From the Guidelines
Subcutaneous emphysema should be managed by immediately addressing the underlying cause, such as unclamping a chest tube if it is clamped, and providing supportive care, including oxygen therapy and pain management, as the condition itself is not usually dangerous but indicates an underlying pathology that requires prompt evaluation and treatment. When managing subcutaneous emphysema, it is crucial to identify and address the source of air leakage, which may include pneumothorax, tracheal/bronchial injury, or barotrauma. According to the BTS guidelines for the management of spontaneous pneumothorax 1, if a patient with a clamped drain becomes breathless or develops subcutaneous emphysema, the drain must be immediately unclamped and medical advice sought. Key considerations in the management of subcutaneous emphysema include:
- Identifying and addressing the underlying cause of air leakage
- Providing supportive care, including oxygen therapy and pain management
- Monitoring respiratory status, including oxygen saturation and work of breathing
- Considering chest tube placement or subcutaneous drains for moderate to severe cases
- Recognizing that subcutaneous emphysema itself is not usually dangerous but serves as an important clinical sign of an underlying pathology that requires prompt evaluation and treatment, as indicated by the BTS guidelines 1.
From the Research
Subcutaneous Emphysema Management
- Subcutaneous emphysema is a condition where air escapes into the subcutaneous tissue, often as a complication of chest tube insertion or other medical procedures 2, 3.

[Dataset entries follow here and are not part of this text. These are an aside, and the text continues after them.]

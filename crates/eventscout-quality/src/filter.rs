//! Non-event URL filter, applied after the rerank gate (spec §4.10).

use regex::Regex;
use std::sync::OnceLock;

const BLOCKED_PATH_TERMS: &[&str] = &[
    "/docs", "documentation", "/people", "/person", "/profile", "/privacy", "/terms", "/impressum", "/agb",
];

const BLOCKED_EXTENSIONS: &[&str] = &[".pdf", ".doc", ".docx"];

/// Documentation hosts and government-upload paths excluded regardless of
/// the generic path-term check.
const STATIC_EXCLUDED_HOSTS: &[&str] = &["docs.google.com", "drive.google.com"];

const TOS_TITLE_KEYWORDS: &[&str] = &["terms of service", "terms and conditions", "privacy policy", "cookie policy"];

fn events_suffix_regex() -> &'static Regex {
    static RE: OnceLock<Regex> = OnceLock::new();
    RE.get_or_init(|| Regex::new(r"(?i)/events/?$").unwrap())
}

/// True when `url` should be dropped as a non-event page.
pub fn is_non_event_url(url: &str) -> bool {
    let lower = url.to_lowercase();

    if events_suffix_regex().is_match(&lower) {
        return true;
    }
    if BLOCKED_PATH_TERMS.iter().any(|term| lower.contains(term)) {
        return true;
    }
    if BLOCKED_EXTENSIONS.iter().any(|ext| lower.ends_with(ext)) {
        return true;
    }
    if STATIC_EXCLUDED_HOSTS.iter().any(|host| lower.contains(host)) {
        return true;
    }
    false
}

/// True when `title` reads like terms-of-service boilerplate rather than an
/// event page (spec §4.10: "the extractor additionally drops candidates
/// whose title contains terms-of-service keywords").
pub fn has_tos_title(title: &str) -> bool {
    let lower = title.to_lowercase();
    TOS_TITLE_KEYWORDS.iter().any(|kw| lower.contains(kw))
}

#[cfg(test)]
mod tests {
    use super::*;

    #[test]
    fn events_listing_suffix_is_blocked() {
        assert!(is_non_event_url("https://example.com/events"));
        assert!(is_non_event_url("https://example.com/events/"));
    }

    #[test]
    fn blocked_path_terms_are_caught() {
        assert!(is_non_event_url("https://example.com/docs/faq"));
        assert!(is_non_event_url("https://example.com/privacy"));
    }

    #[test]
    fn document_extensions_are_blocked() {
        assert!(is_non_event_url("https://example.com/brochure.pdf"));
    }

    #[test]
    fn static_excluded_hosts_are_blocked() {
        assert!(is_non_event_url("https://docs.google.com/document/d/xyz"));
    }

    #[test]
    fn ordinary_event_url_passes() {
        assert!(!is_non_event_url("https://example.com/conference/fintech-2026"));
    }

    #[test]
    fn tos_title_is_detected() {
        assert!(has_tos_title("Terms of Service - Acme Inc"));
        assert!(!has_tos_title("Fintech Summit 2026"));
    }
}
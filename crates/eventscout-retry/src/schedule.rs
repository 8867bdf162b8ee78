//! Per-attempt timeout schedules (spec §4.4: "adaptive schedule, e.g.
//! 8s/12s/18s for search").

use std::time::Duration;

/// The sequence of per-attempt timeouts for one retried operation.
///
/// When `attempt` runs past the end of the schedule, the last entry is
/// reused rather than panicking.
#[derive(Debug, Clone)]
pub struct TimeoutSchedule(Vec<Duration>);

impl TimeoutSchedule {
    pub fn new(steps: impl Into<Vec<Duration>>) -> Self {
        let steps = steps.into();
        assert!(!steps.is_empty(), "timeout schedule must have at least one step");
        Self(steps)
    }

    pub fn fixed(timeout: Duration) -> Self {
        Self(vec![timeout])
    }

    pub fn timeout_for(&self, attempt: usize) -> Duration {
        self.0[attempt.min(self.0.len() - 1)]
    }

    /// The search stage's default: 8s/12s/18s.
    pub fn search_default() -> Self {
        Self::new(vec![
            Duration::from_secs(8),
            Duration::from_secs(12),
            Duration::from_secs(18),
        ])
    }
}

#[cfg(test)]
mod tests {
    use super::*;

    #[test]
    fn search_default_has_three_steps() {
        let sched = TimeoutSchedule::search_default();
        assert_eq!(sched.timeout_for(0), Duration::from_secs(8));
        assert_eq!(sched.timeout_for(1), Duration::from_secs(12));
        assert_eq!(sched.timeout_for(2), Duration::from_secs(18));
    }

    #[test]
    fn attempt_past_end_reuses_last_step() {
        let sched = TimeoutSchedule::search_default();
        assert_eq!(sched.timeout_for(10), Duration::from_secs(18));
    }

    #[test]
    fn fixed_schedule_repeats_single_step() {
        let sched = TimeoutSchedule::fixed(Duration::from_secs(5));
        assert_eq!(sched.timeout_for(0), Duration::from_secs(5));
        assert_eq!(sched.timeout_for(3), Duration::from_secs(5));
    }
}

- The management of subcutaneous emphysema can vary depending on the severity of the condition, with mild cases often requiring no specific treatment, while more severe cases may require intervention to prevent complications such as airway obstruction and respiratory failure 3, 4.
- Several studies have reported the use of subcutaneous drains or cannulas as a effective method for managing severe subcutaneous emphysema, with benefits including rapid decompression and significant symptom relief 2, 5.
- Other management approaches, such as infraclavicular incisions, have also been reported to be effective in reducing the severity of subcutaneous emphysema and improving patient outcomes 4.
- In some cases, subcutaneous emphysema can be a delayed complication of medical procedures, such as tracheal intubation, and may require aggressive treatment, including subcutaneous exhaust and thoracic closed drainage 6.
Factors Contributing to Subcutaneous Emphysema
- Several factors can contribute to the development of subcutaneous emphysema, including the presence of a pneumothorax, chronic obstructive pulmonary disease (COPD), and iatrogenic causes such as chest tube insertion or surgery 3, 4.
- The severity of subcutaneous emphysema can also be influenced by the size of the air leak, with larger air leaks associated with more severe cases of subcutaneous emphysema 3.
Treatment Outcomes
- The outcomes of treatment for subcutaneous emphysema can vary depending on the severity of the condition and the management approach used, with some studies reporting significant improvements in symptoms and quality of life following treatment 2, 4, 5.
- Further research is needed to fully understand the etiology and management of subcutaneous emphysema, particularly in cases where the condition is a delayed complication of medical procedures 6.